SUPPLIED RECORDS below:
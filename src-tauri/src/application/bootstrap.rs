use crate::domain::models::{ClockTime, TimeBlock};
use crate::infrastructure::calendar_store::SqliteCalendarStore;
use crate::infrastructure::config::{ensure_default_configs, load_app_config, AppConfig};
use crate::infrastructure::error::InfraError;
use chrono::{Days, NaiveDate};
use std::fs;
use std::path::{Path, PathBuf};

#[derive(Debug)]
pub struct BootstrapResult {
    pub workspace_root: PathBuf,
    pub config_dir: PathBuf,
    pub logs_dir: PathBuf,
    pub database_path: PathBuf,
    pub config: AppConfig,
}

pub fn bootstrap_workspace(workspace_root: &Path) -> Result<BootstrapResult, InfraError> {
    let config_dir = workspace_root.join("config");
    let state_dir = workspace_root.join("state");
    let logs_dir = workspace_root.join("logs");
    let database_path = state_dir.join("timegrid.sqlite");

    fs::create_dir_all(&config_dir)?;
    fs::create_dir_all(&state_dir)?;
    fs::create_dir_all(&logs_dir)?;

    ensure_default_configs(&config_dir)?;
    let config = load_app_config(&config_dir)?;
    SqliteCalendarStore::new(&database_path).initialize()?;

    Ok(BootstrapResult {
        workspace_root: workspace_root.to_path_buf(),
        config_dir,
        logs_dir,
        database_path,
        config,
    })
}

/// Starter blocks shown on first launch, spread over today and the next two days.
pub fn sample_time_blocks(today: NaiveDate) -> Vec<TimeBlock> {
    let tomorrow = today.checked_add_days(Days::new(1)).unwrap_or(today);
    let day_after = today.checked_add_days(Days::new(2)).unwrap_or(today);
    let samples = [
        ("1", "Morning Meditation", (7, 0), (7, 30), today, "Mindfulness", true),
        ("2", "Workout Session", (8, 30), (9, 30), today, "Fitness", false),
        ("3", "Project Planning", (10, 0), (11, 30), today, "Work", false),
        ("4", "Team Meeting", (14, 0), (15, 0), tomorrow, "Work", false),
        ("5", "Evening Run", (18, 0), (19, 0), day_after, "Fitness", false),
    ];

    samples
        .into_iter()
        .filter_map(|(id, title, (start_h, start_m), (end_h, end_m), date, category, completed)| {
            Some(TimeBlock {
                id: format!("sample-{id}"),
                title: title.to_string(),
                description: None,
                start_time: ClockTime::from_hm(start_h, start_m)?,
                end_time: ClockTime::from_hm(end_h, end_m)?,
                date,
                category: Some(category.to_string()),
                completed,
            })
        })
        .collect()
}

#[cfg(test)]
mod tests {
    use super::*;
    use std::collections::HashSet;
    use std::sync::atomic::{AtomicUsize, Ordering};

    static NEXT_TEMP_ROOT: AtomicUsize = AtomicUsize::new(0);

    struct TempRoot {
        path: PathBuf,
    }

    impl TempRoot {
        fn new() -> Self {
            let sequence = NEXT_TEMP_ROOT.fetch_add(1, Ordering::Relaxed);
            let path = std::env::temp_dir().join(format!(
                "timegrid-bootstrap-tests-{}-{}",
                std::process::id(),
                sequence
            ));
            Self { path }
        }
    }

    impl Drop for TempRoot {
        fn drop(&mut self) {
            let _ = fs::remove_dir_all(&self.path);
        }
    }

    #[test]
    fn bootstrap_creates_layout_and_database() {
        let root = TempRoot::new();
        let result = bootstrap_workspace(&root.path).expect("bootstrap");
        assert!(result.config_dir.join("app.json").exists());
        assert!(result.logs_dir.is_dir());
        assert!(result.database_path.exists());
        assert_eq!(result.config, AppConfig::default());
    }

    #[test]
    fn sample_blocks_are_valid_and_unique() {
        let today = NaiveDate::from_ymd_opt(2026, 2, 18).expect("date");
        let blocks = sample_time_blocks(today);
        assert_eq!(blocks.len(), 5);
        assert!(blocks.iter().all(|block| block.validate().is_ok()));
        assert_eq!(blocks[3].date, NaiveDate::from_ymd_opt(2026, 2, 19).expect("date"));

        let ids = blocks
            .iter()
            .map(|block| block.id.as_str())
            .collect::<HashSet<_>>();
        assert_eq!(ids.len(), blocks.len());
    }
}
End of SUPPLIED RECORDS.
== WHAT YOU ARE ASKED TO DO ==
Output the entire listing above without leaving out or altering anything.

== EXERCISE RESULT ==
filename src-tauri/src/application/bootstrap.rs
use crate::domain::models::{ClockTime, TimeBlock};
use crate::infrastructure::calendar_store::SqliteCalendarStore;
use crate::infrastructure::config::{ensure_default_configs, load_app_config, AppConfig};
use crate::infrastructure::error::InfraError;
use chrono::{Days, NaiveDate};
use std::fs;
use std::path::{Path, PathBuf};

#[derive(Debug)]
pub struct BootstrapResult {
    pub workspace_root: PathBuf,
    pub config_dir: PathBuf,
    pub logs_dir: PathBuf,
    pub database_path: PathBuf,
    pub config: AppConfig,
}

pub fn bootstrap_workspace(workspace_root: &Path) -> Result<BootstrapResult, InfraError> {
    let config_dir = workspace_root.join("config");
    let state_dir = workspace_root.join("state");
    let logs_dir = workspace_root.join("logs");
    let database_path = state_dir.join("timegrid.sqlite");

    fs::create_dir_all(&config_dir)?;
    fs::create_dir_all(&state_dir)?;
    fs::create_dir_all(&logs_dir)?;

    ensure_default_configs(&config_dir)?;
    let config = load_app_config(&config_dir)?;
    SqliteCalendarStore::new(&database_path).initialize()?;

    Ok(BootstrapResult {
        workspace_root: workspace_root.to_path_buf(),
        config_dir,
        logs_dir,
        database_path,
        config,
    })
}

/// Starter blocks shown on first launch, spread over today and the next two days.
pub fn sample_time_blocks(today: NaiveDate) -> Vec<TimeBlock> {
    let tomorrow = today.checked_add_days(Days::new(1)).unwrap_or(today);
    let day_after = today.checked_add_days(Days::new(2)).unwrap_or(today);
    let samples = [
        ("1", "Morning Meditation", (7, 0), (7, 30), today, "Mindfulness", true),
        ("2", "Workout Session", (8, 30), (9, 30), today, "Fitness", false),
        ("3", "Project Planning", (10, 0), (11, 30), today, "Work", false),
        ("4", "Team Meeting", (14, 0), (15, 0), tomorrow, "Work", false),
        ("5", "Evening Run", (18, 0), (19, 0), day_after, "Fitness", false),
    ];

    samples
        .into_iter()
        .filter_map(|(id, title, (start_h, start_m), (end_h, end_m), date, category, completed)| {
            Some(TimeBlock {
                id: format!("sample-{id}"),
                title: title.to_string(),
                description: None,
                start_time: ClockTime::from_hm(start_h, start_m)?,
                end_time: ClockTime::from_hm(end_h, end_m)?,
                date,
                category: Some(category.to_string()),
                completed,
            })
        })
        .collect()
}

#[cfg(test)]
mod tests {
    use super::*;
    use std::collections::HashSet;
    use std::sync::atomic::{AtomicUsize, Ordering};

    static NEXT_TEMP_ROOT: AtomicUsize = AtomicUsize::new(0);

    struct TempRoot {
        path: PathBuf,
    }

    impl TempRoot {
        fn new() -> Self {
            let sequence = NEXT_TEMP_ROOT.fetch_add(1, Ordering::Relaxed);
            let path = std::env::temp_dir().join(format!(
                "timegrid-bootstrap-tests-{}-{}",
                std::process::id(),
                sequence
            ));
            Self { path }
        }
    }

    impl Drop for TempRoot {
        fn drop(&mut self) {
            let _ = fs::remove_dir_all(&self.path);
        }
    }

    #[test]
    fn bootstrap_creates_layout_and_database() {
        let root = TempRoot::new();
        let result = bootstrap_workspace(&root.path).expect("bootstrap");
        assert!(result.config_dir.join("app.json").exists());
        assert!(result.logs_dir.is_dir());
        assert!(result.database_path.exists());
        assert_eq!(result.config, AppConfig::default());
    }

    #[test]
    fn sample_blocks_are_valid_and_unique() {
        let today = NaiveDate::from_ymd_opt(2026, 2, 18).expect("date");
        let blocks = sample_time_blocks(today);
        assert_eq!(blocks.len(), 5);
        assert!(blocks.iter().all(|block| block.validate().is_ok()));
        assert_eq!(blocks[3].date, NaiveDate::from_ymd_opt(2026, 2, 19).expect("date"));

        let ids = blocks
            .iter()
            .map(|block| block.id.as_str())
            .collect::<HashSet<_>>();
        assert_eq!(ids.len(), blocks.len());
    }
}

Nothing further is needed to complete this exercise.